The Sembawang Hot Spring located at Gambas Avenue between Woodlands Avenue 12 and Sembawang Road, is the only natural hot spring on the main island of Singapore.It lies in a wooded area about 100 metres (330 ft) off the main road. The spring is believed by locals to have healing properties, and its water has been bottled commercially by Fraser and Neave, under the brand name of Seletaris. Since its discovery in 1909, the spring, now on land belonging to a military air base, has gone through several changes of ownership and abortive redevelopment plans. The hot spring is less frequented nowadays but remains a popular venue for weekend visitors.
During its peak, up to 1,000 people visited the hot spring at weekends. On 1 March 2002, it was closed for two months while improvement works were carried out to the area around the spring, which had become sodden and muddy. Litter had also become a problem because of the large numbers of visitors.The former dirt track leading to the spring was paved, and lined with bougainvillea bushes and high fences to protect the security of the air base. Drainage pipes were also installed. Mindef, which owns the land, allows public access between 7 am and 7 pm daily, at no charge. When the spring reopened, on 1 May 2002, more than 100 people visited the site despite the afternoon drizzle.At the same time, new free-hold condominiums were built in the surrounding area; one of the developments, built by the property arm of F&N in 2001, is called Seletaris after the company's former mineral water.
In July 2005, a Business Times reader proposed that the relevant authorities should explore the possibility of tapping the geothermal heat that lies many miles under Sembawang—similar to the project in South Australia's Cooper Basin—in order to reduce Singapore's reliance on oil and gas.

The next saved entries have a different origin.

//! LU decomposition solver
//!
//! LU factorization with partial pivoting for dense square systems. The QR solver
//! only needs it to invert the triangular factor R, one unit column at a time.

use crate::error::{LinalgError, Result};
use crate::traits::RealField;
use ndarray::{Array1, Array2};

/// LU factorization result
///
/// Stores L and U factors along with the row permutation
#[derive(Debug, Clone)]
pub struct LuFactorization<T: RealField> {
    /// Combined L and U matrices (L is unit lower triangular, stored below diagonal)
    pub lu: Array2<T>,
    /// Row `i` of the factored matrix is row `pivots[i]` of the input
    pub pivots: Vec<usize>,
    /// Matrix dimension
    pub n: usize,
}

impl<T: RealField> LuFactorization<T> {
    /// Solve Ax = b using the pre-computed LU factorization
    pub fn solve(&self, b: &Array1<T>) -> Result<Array1<T>> {
        if b.len() != self.n {
            return Err(LinalgError::ShapeMismatch {
                context: "LU right-hand side length",
                expected: self.n,
                got: b.len(),
            });
        }

        // y = Pb
        let mut x = Array1::from_shape_fn(self.n, |i| b[self.pivots[i]]);

        // Forward substitution: Ly = Pb
        for i in 0..self.n {
            for j in 0..i {
                let l_ij = self.lu[[i, j]];
                let x_j = x[j];
                x[i] -= l_ij * x_j;
            }
        }

        // Backward substitution: Ux = y
        for i in (0..self.n).rev() {
            for j in (i + 1)..self.n {
                let u_ij = self.lu[[i, j]];
                let x_j = x[j];
                x[i] -= u_ij * x_j;
            }
            let u_ii = self.lu[[i, i]];
            if u_ii.abs() < T::pivot_tolerance() {
                return Err(LinalgError::SingularMatrix);
            }
            x[i] /= u_ii;
        }

        Ok(x)
    }

    /// Inverse of the factored matrix, built column by column from unit vectors
    pub fn inverse(&self) -> Result<Array2<T>> {
        let mut inv = Array2::<T>::zeros((self.n, self.n));
        let mut unit = Array1::<T>::zeros(self.n);

        for j in 0..self.n {
            unit[j] = T::one();
            let column = self.solve(&unit)?;
            inv.column_mut(j).assign(&column);
            unit[j] = T::zero();
        }

        Ok(inv)
    }
}

/// Compute LU factorization with partial pivoting
pub fn lu_factorize<T: RealField>(a: &Array2<T>) -> Result<LuFactorization<T>> {
    let n = a.nrows();
    if n != a.ncols() {
        return Err(LinalgError::ShapeMismatch {
            context: "LU requires a square matrix",
            expected: n,
            got: a.ncols(),
        });
    }

    let mut lu = a.clone();
    let mut pivots: Vec<usize> = (0..n).collect();

    for k in 0..n {
        // Find pivot
        let mut max_val = lu[[k, k]].abs();
        let mut max_row = k;

        for i in (k + 1)..n {
            let val = lu[[i, k]].abs();
            if val > max_val {
                max_val = val;
                max_row = i;
            }
        }

        // NaN pivots compare false above, so test explicitly
        if max_val.is_nan() || max_val < T::pivot_tolerance() {
            return Err(LinalgError::SingularMatrix);
        }

        if max_row != k {
            for j in 0..n {
                lu.swap([k, j], [max_row, j]);
            }
            pivots.swap(k, max_row);
        }

        // Compute multipliers and eliminate
        let pivot = lu[[k, k]];
        for i in (k + 1)..n {
            let mult = lu[[i, k]] / pivot;
            lu[[i, k]] = mult;

            for j in (k + 1)..n {
                let update = mult * lu[[k, j]];
                lu[[i, j]] -= update;
            }
        }
    }

    Ok(LuFactorization { lu, pivots, n })
}

/// Solve Ax = b using LU decomposition
///
/// This is a convenience function that combines factorization and solve.
pub fn lu_solve<T: RealField>(a: &Array2<T>, b: &Array1<T>) -> Result<Array1<T>> {
    let factorization = lu_factorize(a)?;
    factorization.solve(b)
}
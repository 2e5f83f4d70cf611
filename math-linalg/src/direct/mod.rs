//! Direct solvers for dense linear systems
//!
//! - [`lu_solve`]: LU decomposition with partial pivoting, also the inversion
//!   backend of [`crate::DenseOps`]

mod lu;

pub use lu::{LuFactorization, lu_factorize, lu_solve};
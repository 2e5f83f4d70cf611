//! Dense implementation of the linear algebra primitives
//!
//! [`DenseOps`] is the default [`LinearAlgebraOps`] backend: plain loops over
//! `ndarray` storage, with matrix inversion delegated to the LU solver.
//! The free functions build matrices from nested vectors, validating that the
//! input is rectangular before any arithmetic happens.

use crate::direct::lu_factorize;
use crate::error::{LinalgError, Result};
use crate::traits::{LinearAlgebraOps, RealField};
use ndarray::{Array1, Array2, ArrayView1};

/// Dense, in-memory linear algebra backend
#[derive(Debug, Clone, Copy, Default)]
pub struct DenseOps;

impl<T: RealField> LinearAlgebraOps<T> for DenseOps {
    /// Compute inner product ⟨u, v⟩ = Σ u_i * v_i
    #[inline]
    fn dot(&self, u: ArrayView1<T>, v: ArrayView1<T>) -> Result<T> {
        if u.len() != v.len() {
            return Err(LinalgError::ShapeMismatch {
                context: "inner product length",
                expected: u.len(),
                got: v.len(),
            });
        }
        let mut sum = T::zero();
        for (ui, vi) in u.iter().zip(v.iter()) {
            sum += *ui * *vi;
        }
        Ok(sum)
    }

    fn transpose(&self, m: &Array2<T>) -> Array2<T> {
        m.t().as_standard_layout().into_owned()
    }

    fn matmul(&self, a: &Array2<T>, b: &Array2<T>) -> Result<Array2<T>> {
        let (n, k) = a.dim();
        if k != b.nrows() {
            return Err(LinalgError::ShapeMismatch {
                context: "matmul inner dimension",
                expected: k,
                got: b.nrows(),
            });
        }
        let m = b.ncols();

        let mut c = Array2::<T>::zeros((n, m));
        for i in 0..n {
            for l in 0..k {
                let a_il = a[[i, l]];
                for j in 0..m {
                    c[[i, j]] += a_il * b[[l, j]];
                }
            }
        }
        Ok(c)
    }

    fn matvec(&self, a: &Array2<T>, x: &Array1<T>) -> Result<Array1<T>> {
        if a.ncols() != x.len() {
            return Err(LinalgError::ShapeMismatch {
                context: "matrix-vector length",
                expected: a.ncols(),
                got: x.len(),
            });
        }
        let mut y = Array1::<T>::zeros(a.nrows());
        for (yi, row) in y.iter_mut().zip(a.rows()) {
            for (aij, xj) in row.iter().zip(x.iter()) {
                *yi += *aij * *xj;
            }
        }
        Ok(y)
    }

    fn inverse(&self, m: &Array2<T>) -> Result<Array2<T>> {
        if m.nrows() != m.ncols() || m.is_empty() {
            return Err(LinalgError::SingularMatrix);
        }
        lu_factorize(m)?.inverse()
    }

    /// Compute vector 2-norm: ||x||_2 = sqrt(Σ x_i^2)
    #[inline]
    fn vector_norm(&self, v: ArrayView1<T>) -> T {
        let mut sum = T::zero();
        for vi in v.iter() {
            sum += *vi * *vi;
        }
        sum.sqrt()
    }
}

/// Build an `(n, m)` matrix from `m` columns of length `n`.
///
/// Fails with [`LinalgError::ShapeMismatch`] on an empty list, empty columns,
/// or columns of different lengths.
pub fn matrix_from_columns<T: RealField>(columns: &[Vec<T>]) -> Result<Array2<T>> {
    let n = check_rectangular(columns, "column length")?;
    Ok(Array2::from_shape_fn((n, columns.len()), |(i, j)| {
        columns[j][i]
    }))
}

/// Build an `(n, m)` matrix from `n` rows of length `m`.
pub fn matrix_from_rows<T: RealField>(rows: &[Vec<T>]) -> Result<Array2<T>> {
    let m = check_rectangular(rows, "row length")?;
    Ok(Array2::from_shape_fn((rows.len(), m), |(i, j)| rows[i][j]))
}

/// Common length of all `lines`, or a shape error
fn check_rectangular<T>(lines: &[Vec<T>], context: &'static str) -> Result<usize> {
    let first = lines.first().ok_or(LinalgError::ShapeMismatch {
        context: "matrix is empty",
        expected: 1,
        got: 0,
    })?;
    let len = first.len();
    if len == 0 {
        return Err(LinalgError::ShapeMismatch {
            context,
            expected: 1,
            got: 0,
        });
    }
    if let Some(bad) = lines.iter().find(|line| line.len() != len) {
        return Err(LinalgError::ShapeMismatch {
            context,
            expected: len,
            got: bad.len(),
        });
    }
    Ok(len)
}

#[cfg(test)]
mod tests {
    use super::*;
    use approx::assert_relative_eq;
    use ndarray::array;

    #[test]
    fn test_dot() {
        let u = array![1.0_f64, 2.0, 3.0];
        let v = array![4.0_f64, 5.0, 6.0];
        let d = DenseOps.dot(u.view(), v.view()).unwrap();
        assert_relative_eq!(d, 32.0);
    }

    #[test]
    fn test_dot_length_mismatch() {
        let u = array![1.0_f64, 2.0];
        let v = array![1.0_f64];
        assert!(DenseOps.dot(u.view(), v.view()).unwrap_err().is_shape_error());
    }

    #[test]
    fn test_vector_norm() {
        let v = array![3.0_f64, 4.0];
        assert_relative_eq!(DenseOps.vector_norm(v.view()), 5.0);
    }

    #[test]
    fn test_transpose() {
        let m = array![[1.0_f64, 2.0, 3.0], [4.0, 5.0, 6.0]];
        let t = DenseOps.transpose(&m);
        assert_eq!(t, array![[1.0, 4.0], [2.0, 5.0], [3.0, 6.0]]);
    }

    #[test]
    fn test_matmul_matches_ndarray() {
        let a = array![[1.0_f64, 2.0], [3.0, 4.0], [5.0, 6.0]];
        let b = array![[7.0_f64, 8.0, 9.0], [10.0, 11.0, 12.0]];
        let c = DenseOps.matmul(&a, &b).unwrap();
        assert_eq!(c, a.dot(&b));
    }

    #[test]
    fn test_matmul_inner_dimension() {
        let a = array![[1.0_f64, 2.0], [3.0, 4.0]];
        let b = array![[1.0_f64, 2.0, 3.0]];
        let err = DenseOps.matmul(&a, &b).unwrap_err();
        assert_eq!(
            err,
            LinalgError::ShapeMismatch {
                context: "matmul inner dimension",
                expected: 2,
                got: 1,
            }
        );
    }

    #[test]
    fn test_matvec() {
        let a = array![[1.0_f64, 2.0], [3.0, 4.0]];
        let x = array![1.0_f64, -1.0];
        assert_eq!(DenseOps.matvec(&a, &x).unwrap(), array![-1.0, -1.0]);
        assert!(DenseOps.matvec(&a, &array![1.0_f64]).is_err());
    }

    #[test]
    fn test_inverse() {
        let m = array![[4.0_f64, 7.0], [2.0, 6.0]];
        let inv = DenseOps.inverse(&m).unwrap();
        assert_relative_eq!(inv[[0, 0]], 0.6, epsilon = 1e-12);
        assert_relative_eq!(inv[[0, 1]], -0.7, epsilon = 1e-12);
        assert_relative_eq!(inv[[1, 0]], -0.2, epsilon = 1e-12);
        assert_relative_eq!(inv[[1, 1]], 0.4, epsilon = 1e-12);
    }

    #[test]
    fn test_inverse_rejects_non_square_and_singular() {
        let rect = array![[1.0_f64, 2.0, 3.0], [4.0, 5.0, 6.0]];
        assert_eq!(
            DenseOps.inverse(&rect).unwrap_err(),
            LinalgError::SingularMatrix
        );

        let singular = array![[1.0_f64, 2.0], [2.0, 4.0]];
        assert_eq!(
            DenseOps.inverse(&singular).unwrap_err(),
            LinalgError::SingularMatrix
        );
    }

    #[test]
    fn test_matrix_from_columns() {
        let m = matrix_from_columns(&[vec![1.0_f64, 2.0, 3.0], vec![4.0, 5.0, 6.0]]).unwrap();
        assert_eq!(m.dim(), (3, 2));
        assert_eq!(m, array![[1.0, 4.0], [2.0, 5.0], [3.0, 6.0]]);
    }

    #[test]
    fn test_matrix_from_rows() {
        let m = matrix_from_rows(&[vec![1.0_f64, 2.0], vec![3.0, 4.0], vec![5.0, 6.0]]).unwrap();
        assert_eq!(m, array![[1.0, 2.0], [3.0, 4.0], [5.0, 6.0]]);
    }

    #[test]
    fn test_ragged_input_is_rejected() {
        let err = matrix_from_columns(&[vec![1.0_f64, 2.0], vec![3.0]]).unwrap_err();
        assert_eq!(
            err,
            LinalgError::ShapeMismatch {
                context: "column length",
                expected: 2,
                got: 1,
            }
        );

        let empty: Vec<Vec<f64>> = Vec::new();
        assert!(matrix_from_rows(&empty).unwrap_err().is_shape_error());
        assert!(matrix_from_rows(&[Vec::<f64>::new()]).is_err());
    }
}
//! Percentiles with linear interpolation between order statistics.

use crate::error::{Result, StatsError, check_finite};

/// Value below which a fraction `percent` of the data lies.
///
/// The data is sorted and the rank `k = (n - 1) · percent` is interpolated
/// linearly between `sorted[floor(k)]` and `sorted[ceil(k)]`.
///
/// # Examples
///
/// ```
/// use math_stats::percentile;
///
/// let data = [4.0, 1.0, 3.0, 2.0];
/// assert_eq!(percentile(&data, 0.0).unwrap(), 1.0);
/// assert_eq!(percentile(&data, 0.5).unwrap(), 2.5);
/// assert_eq!(percentile(&data, 1.0).unwrap(), 4.0);
/// ```
pub fn percentile(data: &[f64], percent: f64) -> Result<f64> {
    if !(0.0..=1.0).contains(&percent) {
        return Err(StatsError::InvalidPercentile { percent });
    }
    if data.is_empty() {
        return Err(StatsError::EmptyInput);
    }
    check_finite(data)?;

    let mut sorted = data.to_vec();
    sorted.sort_by(f64::total_cmp);

    let k = (sorted.len() - 1) as f64 * percent;
    let f = k.floor();
    let c = k.ceil();
    if f == c {
        return Ok(sorted[f as usize]);
    }

    let d0 = sorted[f as usize] * (c - k);
    let d1 = sorted[c as usize] * (k - f);
    Ok(d0 + d1)
}

/// The 50th percentile.
pub fn median(data: &[f64]) -> Result<f64> {
    percentile(data, 0.5)
}

/// First quartile, median and third quartile.
pub fn quartiles(data: &[f64]) -> Result<(f64, f64, f64)> {
    Ok((
        percentile(data, 0.25)?,
        percentile(data, 0.5)?,
        percentile(data, 0.75)?,
    ))
}
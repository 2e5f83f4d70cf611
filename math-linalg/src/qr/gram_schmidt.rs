//! Classical Gram-Schmidt orthonormalization
//!
//! Column `c` of the orthogonal basis is built from the *original* column A[c]:
//!
//! ```text
//! u1 = v1
//! u2 = v2 - proj_u1(v2)
//! un = vn - proj_u1(vn) - ... - proj_un-1(vn),   proj_u(v) = <v, u> / <u, u> · u
//! ```
//!
//! and each u is then scaled to unit length. The projections always use the
//! untouched input column, which is what separates the classical process from
//! the modified one used by GMRES. Classical Gram-Schmidt loses orthogonality
//! on ill-conditioned inputs; results on such inputs are reproduced as-is.

use crate::dense::DenseOps;
use crate::error::{LinalgError, Result};
use crate::qr::QrConfig;
use crate::traits::{LinearAlgebraOps, RealField};
use ndarray::{Array2, Axis};

/// Orthogonalize the columns of `a`.
///
/// Returns U with the same shape as `a`, pairwise orthogonal columns spanning
/// the same subspace. Fails with [`LinalgError::DegenerateInput`] as soon as a
/// column collapses, i.e. ⟨U[c], U[c]⟩ ≤ tol² · ⟨A[c], A[c]⟩.
pub fn orthogonalize<T, O>(ops: &O, a: &Array2<T>, config: &QrConfig<T>) -> Result<Array2<T>>
where
    T: RealField,
    O: LinearAlgebraOps<T>,
{
    let mut u = Array2::<T>::zeros(a.raw_dim());
    // ⟨U[p], U[p]⟩ for every finished column
    let mut divisors: Vec<T> = Vec::with_capacity(a.ncols());
    let tol_sqr = config.degeneracy_tolerance * config.degeneracy_tolerance;

    for c in 0..a.ncols() {
        let original = a.column(c);
        let mut current = original.to_owned();

        for (p, &divisor) in divisors.iter().enumerate() {
            let basis = u.column(p);
            let proj = ops.dot(original, basis)? / divisor;
            for (x, &b) in current.iter_mut().zip(basis.iter()) {
                *x -= proj * b;
            }
        }

        let norm_sqr = ops.dot(current.view(), current.view())?;
        let reference = ops.dot(original, original)?;
        if norm_sqr == T::zero() || norm_sqr.is_nan() || norm_sqr <= tol_sqr * reference {
            log::debug!(
                "Gram-Schmidt: column {} collapsed (|u|^2 = {:e}, |a|^2 = {:e})",
                c,
                norm_sqr.to_f64().unwrap_or(f64::NAN),
                reference.to_f64().unwrap_or(f64::NAN)
            );
            return Err(LinalgError::DegenerateInput { column: c });
        }

        u.column_mut(c).assign(&current);
        divisors.push(norm_sqr);
    }

    Ok(u)
}

/// Scale every column of `u` to unit Euclidean norm.
///
/// Fails with [`LinalgError::DegenerateInput`] on a zero-length column.
pub fn normalize<T, O>(ops: &O, u: &Array2<T>) -> Result<Array2<T>>
where
    T: RealField,
    O: LinearAlgebraOps<T>,
{
    let mut q = u.clone();

    for (c, mut column) in q.axis_iter_mut(Axis(1)).enumerate() {
        let length = ops.vector_norm(column.view());
        if length.is_nan() || length <= T::zero() {
            return Err(LinalgError::DegenerateInput { column: c });
        }
        column.mapv_inplace(|x| x / length);
    }

    Ok(q)
}

/// Orthonormal basis Q of the column space of `a`, using the given backend.
pub fn gram_schmidt_orthonormalize_with<T, O>(
    ops: &O,
    a: &Array2<T>,
    config: &QrConfig<T>,
) -> Result<Array2<T>>
where
    T: RealField,
    O: LinearAlgebraOps<T>,
{
    let u = orthogonalize(ops, a, config)?;
    normalize(ops, &u)
}

/// Orthonormal basis Q of the column space of `a`.
///
/// Q has the shape of `a` and satisfies Qᵗ·Q = I up to rounding.
///
/// # Example
///
/// ```
/// use math_linalg::gram_schmidt_orthonormalize;
/// use ndarray::array;
///
/// let a = array![[3.0_f64, 1.0], [4.0, 2.0]];
/// let q = gram_schmidt_orthonormalize(&a).unwrap();
/// assert!((q[[0, 0]] - 0.6).abs() < 1e-12);
/// assert!((q[[1, 0]] - 0.8).abs() < 1e-12);
/// ```
pub fn gram_schmidt_orthonormalize<T: RealField>(a: &Array2<T>) -> Result<Array2<T>> {
    gram_schmidt_orthonormalize_with(&DenseOps, a, &QrConfig::default())
}
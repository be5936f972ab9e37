use crate::{Result, WingError};
use ncollide2d::na::RealField;
use serde::{Deserialize, Serialize};
use std::f64::consts::PI;
use std::fmt::{Display, Formatter};
use std::str::FromStr;

/// Returns the index of the last element in a sorted slice which is less than or equal to the
/// test value, clamped to the valid index range of the slice.
pub fn preceding_index_search<N: RealField + Copy>(slice: &[N], test_value: N) -> usize {
    if slice.len() <= 1 || slice[1] > test_value {
        return 0;
    }

    let mut a = 1;
    let mut b = slice.len() - 1;
    if slice[b] <= test_value {
        return b;
    }

    while b > a + 1 {
        let check = (a + b) / 2;
        if test_value >= slice[check] {
            a = check;
        } else {
            b = check;
        }
    }
    a
}

/// Linearly interpolates a value at `x` from a table of strictly increasing positions and their
/// values. Both ends of the table are part of the domain, anything beyond them is an error.
pub fn interpolate_linear(positions: &[f64], values: &[f64], x: f64) -> Result<f64> {
    let (first, last) = match (positions.first(), positions.last()) {
        (Some(f), Some(l)) => (*f, *l),
        _ => return Err(WingError::NotEnoughPoints { needed: 1, got: 0 }),
    };

    if x < first || x > last || x.is_nan() {
        return Err(WingError::OutsideDefinedRange {
            value: x,
            min: first,
            max: last,
        });
    }

    let i = preceding_index_search(positions, x);
    if i + 1 >= positions.len() {
        return Ok(values[i]);
    }

    let f = (x - positions[i]) / (positions[i + 1] - positions[i]);
    Ok(values[i] * (1.0 - f) + values[i + 1] * f)
}

/// Locates the leading edge of a horseshoe ordered coordinate sequence: the index at which the
/// x values stop decreasing. The scan walks forward keeping the running minimum and stops at the
/// first value that exceeds it. If no value ever exceeds the minimum the sequence never turns
/// around and is not an airfoil contour.
pub fn find_turning_point(xs: &[f64]) -> Result<usize> {
    let mut min_index = 0;
    let mut min_value = *xs.first().ok_or(WingError::TurningPointNotFound)?;

    for (i, x) in xs.iter().enumerate().skip(1) {
        if *x > min_value {
            return Ok(min_index);
        }
        if *x < min_value {
            min_value = *x;
            min_index = i;
        }
    }

    Err(WingError::TurningPointNotFound)
}

/// Chordwise (or spanwise) distribution of sample points.
#[derive(Debug, Clone, Copy, PartialEq, Eq, Hash, Serialize, Deserialize, Default)]
#[serde(try_from = "String", into = "String")]
pub enum Spacing {
    /// Evenly spaced samples
    #[default]
    Uniform,

    /// Samples concentrated near both ends following `x = c/2 (1 - cos(pi i / (n - 1)))`
    Cosine,
}

impl Spacing {
    pub fn from_flag(cosine_spacing: bool) -> Self {
        if cosine_spacing {
            Spacing::Cosine
        } else {
            Spacing::Uniform
        }
    }
}

impl FromStr for Spacing {
    type Err = WingError;

    fn from_str(s: &str) -> Result<Self> {
        match s.trim().to_lowercase().as_str() {
            "uniform" | "linear" => Ok(Spacing::Uniform),
            "cosine" => Ok(Spacing::Cosine),
            _ => Err(WingError::UnsupportedSpacing(s.to_string())),
        }
    }
}

impl TryFrom<String> for Spacing {
    type Error = WingError;

    fn try_from(value: String) -> Result<Self> {
        value.parse()
    }
}

impl From<Spacing> for String {
    fn from(value: Spacing) -> Self {
        value.to_string()
    }
}

impl Display for Spacing {
    fn fmt(&self, f: &mut Formatter<'_>) -> std::fmt::Result {
        match self {
            Spacing::Uniform => write!(f, "uniform"),
            Spacing::Cosine => write!(f, "cosine"),
        }
    }
}

/// Generates `n` sample positions over `[0, length]`. The first and last samples are exactly
/// 0 and `length`.
pub fn sample_grid(n: usize, length: f64, spacing: Spacing) -> Result<Vec<f64>> {
    if n < 2 {
        return Err(WingError::NotEnoughPoints { needed: 2, got: n });
    }

    let last = (n - 1) as f64;
    let grid = (0..n)
        .map(|i| {
            if i == n - 1 {
                return length;
            }
            let f = i as f64 / last;
            match spacing {
                Spacing::Uniform => f * length,
                Spacing::Cosine => 0.5 * length * (1.0 - (PI * f).cos()),
            }
        })
        .collect();

    Ok(grid)
}
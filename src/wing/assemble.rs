use crate::airfoil::loaded::CoordinateRepository;
use crate::airfoil::{profile, AirfoilCode, AirfoilGeometry, Sampling};
use crate::wing::distribution::AirfoilDistribution;
use crate::wing::store::Section;
use crate::Result;
use ncollide2d::na::Point2;
use std::collections::HashMap;

/// Places the airfoil section of each span station: picks the airfoil active at the station,
/// scales the unit chord profile by the local chord and mirrors x so that the leading edge sits
/// at the origin with the section trailing aft along negative x.
pub struct SectionAssembler<'a> {
    sampling: &'a Sampling,
    repository: &'a dyn CoordinateRepository,
    profiles: HashMap<AirfoilCode, AirfoilGeometry>,
}

impl<'a> SectionAssembler<'a> {
    pub fn new(sampling: &'a Sampling, repository: &'a dyn CoordinateRepository) -> Self {
        SectionAssembler {
            sampling,
            repository,
            profiles: HashMap::new(),
        }
    }

    fn unit_profile(&mut self, code: &AirfoilCode) -> Result<&AirfoilGeometry> {
        if !self.profiles.contains_key(code) {
            log::debug!("Generating profile for {}", code);
            let geometry = profile(code, 1.0, self.sampling, self.repository)?;
            self.profiles.insert(code.clone(), geometry);
        }
        Ok(&self.profiles[code])
    }

    /// Build one section per station. Stations must be strictly increasing and `chords` must
    /// hold one value per station.
    pub fn assemble(
        &mut self,
        stations: &[f64],
        chords: &[f64],
        airfoils: &AirfoilDistribution,
    ) -> Result<Vec<Section>> {
        let half_span = stations.last().cloned().unwrap_or(0.0);

        stations
            .iter()
            .zip(chords.iter())
            .map(|(y, c)| {
                let code = airfoils.lookup(y / half_span)?;
                let unit = self.unit_profile(code)?;
                let points = unit
                    .points()
                    .iter()
                    .map(|p| Point2::new(-c * p.x, c * p.y))
                    .collect();
                Ok(Section::new(*y, points))
            })
            .collect()
    }
}

/// Move each section forward by `fraction` of its local chord, so that the chosen reference line
/// (the quarter chord line by default) lies on the span axis.
pub fn shift_reference_line(sections: &mut [Section], chords: &[f64], fraction: f64) {
    for (section, c) in sections.iter_mut().zip(chords.iter()) {
        let dx = c * fraction;
        section.points.iter_mut().for_each(|p| p.x += dx);
    }
}

#[cfg(test)]
mod tests {
    use super::*;
    use crate::airfoil::loaded::MemoryRepository;
    use crate::algorithms::Spacing;
    use crate::wing::distribution::AirfoilRegion;
    use crate::WingError;
    use approx::assert_relative_eq;

    fn code(text: &str) -> AirfoilCode {
        text.parse().unwrap()
    }

    #[test]
    fn test_sections_are_scaled_and_mirrored() {
        let sampling = Sampling::new(11, Spacing::Uniform);
        let repository = MemoryRepository::default();
        let mut assembler = SectionAssembler::new(&sampling, &repository);
        let airfoils = AirfoilDistribution::uniform(code("NACA2412"));

        let sections = assembler
            .assemble(&[0.0, 5.0], &[2.0, 1.0], &airfoils)
            .unwrap();

        assert_eq!(2, sections.len());
        assert_eq!(22, sections[0].points.len());

        // Upper trailing edge is the first point, mirrored behind the leading edge
        assert_relative_eq!(-2.0, sections[0].points[0].x, epsilon = 1e-2);
        assert_relative_eq!(-1.0, sections[1].points[0].x, epsilon = 1e-2);

        for (a, b) in sections[0].points.iter().zip(sections[1].points.iter()) {
            assert_relative_eq!(a.x, 2.0 * b.x, epsilon = 1e-12);
            assert_relative_eq!(a.y, 2.0 * b.y, epsilon = 1e-12);
        }
    }

    #[test]
    fn test_region_selection() {
        let sampling = Sampling::new(11, Spacing::Uniform);
        let repository = MemoryRepository::default();
        let mut assembler = SectionAssembler::new(&sampling, &repository);
        let airfoils = AirfoilDistribution::new(vec![
            AirfoilRegion::new(code("NACA0012"), 0.0, 0.5),
            AirfoilRegion::new(code("NACA4412"), 0.5, 1.0),
        ])
        .unwrap();

        let sections = assembler
            .assemble(&[0.0, 10.0], &[1.0, 1.0], &airfoils)
            .unwrap();

        // Mid chord camber of the root section is zero, the tip section is cambered
        let mid = |s: &Section| s.points[5].y + s.points[16].y;
        assert_relative_eq!(0.0, mid(&sections[0]), epsilon = 1e-12);
        assert!(mid(&sections[1]) > 0.05);
    }

    #[test]
    fn test_station_in_gap_fails() {
        let sampling = Sampling::new(11, Spacing::Uniform);
        let repository = MemoryRepository::default();
        let mut assembler = SectionAssembler::new(&sampling, &repository);
        let airfoils = AirfoilDistribution::new(vec![
            AirfoilRegion::new(code("NACA0012"), 0.0, 0.5),
            AirfoilRegion::new(code("NACA4412"), 0.6, 1.0),
        ])
        .unwrap();

        let result = assembler.assemble(&[0.0, 5.5, 10.0], &[1.0, 1.0, 1.0], &airfoils);
        assert!(matches!(result, Err(WingError::SpanLookup { .. })));
    }

    #[test]
    fn test_shift_reference_line() {
        let mut sections = vec![
            Section::new(0.0, vec![Point2::new(0.0, 0.0), Point2::new(-2.0, 0.0)]),
            Section::new(1.0, vec![Point2::new(0.0, 0.0), Point2::new(-1.0, 0.0)]),
        ];
        shift_reference_line(&mut sections, &[2.0, 1.0], 0.25);

        assert_relative_eq!(0.5, sections[0].points[0].x);
        assert_relative_eq!(-1.5, sections[0].points[1].x);
        assert_relative_eq!(0.25, sections[1].points[0].x);
        assert_relative_eq!(-0.75, sections[1].points[1].x);
    }
}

The proposal was not acted upon.As of 2008, the well can still be seen locked inside a red-brick enclosure with a steel gate, and its heat can be felt outside the building. Numerous plastic chairs, pails and makeshift tubs left by visitors are stored at the perimeter of the compound, which has a makeshift shed in one corner. Caretakers manage the site to ensure its overall cleanliness, although toilets are still lacking on the premises. The hot spring is less frequented nowadays but remains popular at weekends and on public holidays, when regulars and families visit.
According to local geologists, the exact source of the spring remains unknown, but it is believed that its origin may be southwest of its actual location, possibly at Bukit Timah.Hot springs are formed when underground water comes into contact with hot rock masses. The resulting high pressure causes the water to seep upwards through cracks, forcing itself out of the ground as a spring.
A series of tests conducted by the PSB Corporation and SGS Testing & Control Services found the spring water contains 420 mg of chloride per litre, an amount which is substantially higher than the 35 to 100 mg in the water from Choa Chu Kang and Bedok waterworks. It was also found that the sulphide content is three times more than tap water and the spring water is also slightly alkaline due to the presence of minerals. This led many to believe that the spring waters have health benefits and thousands flocked to the hot spring, in a search for cures for skin conditions like psoriasis and acne, as well as debilitating ailments like rheumatism and arthritis. Although local rheumatologists conceded that hydrotherapy is an accepted treatment that can be helpful for mild forms of rheumatism or muscle strain, they, along with dermatologists, remain sceptical of claims about the healing powers of the spring water.
Water bubbles continuously in the well, releasing a slightly unpleasant sulphur odour together with steam. The temperature of the spring water is around 131 °C (270 °F).In an investigation carried out by the Nanyang Technological University in 1994, the hot spring was found to have an estimated yield of approximately 150 litres (33 imp gal; 40 US gal) per minute at ground level through installed steel casings.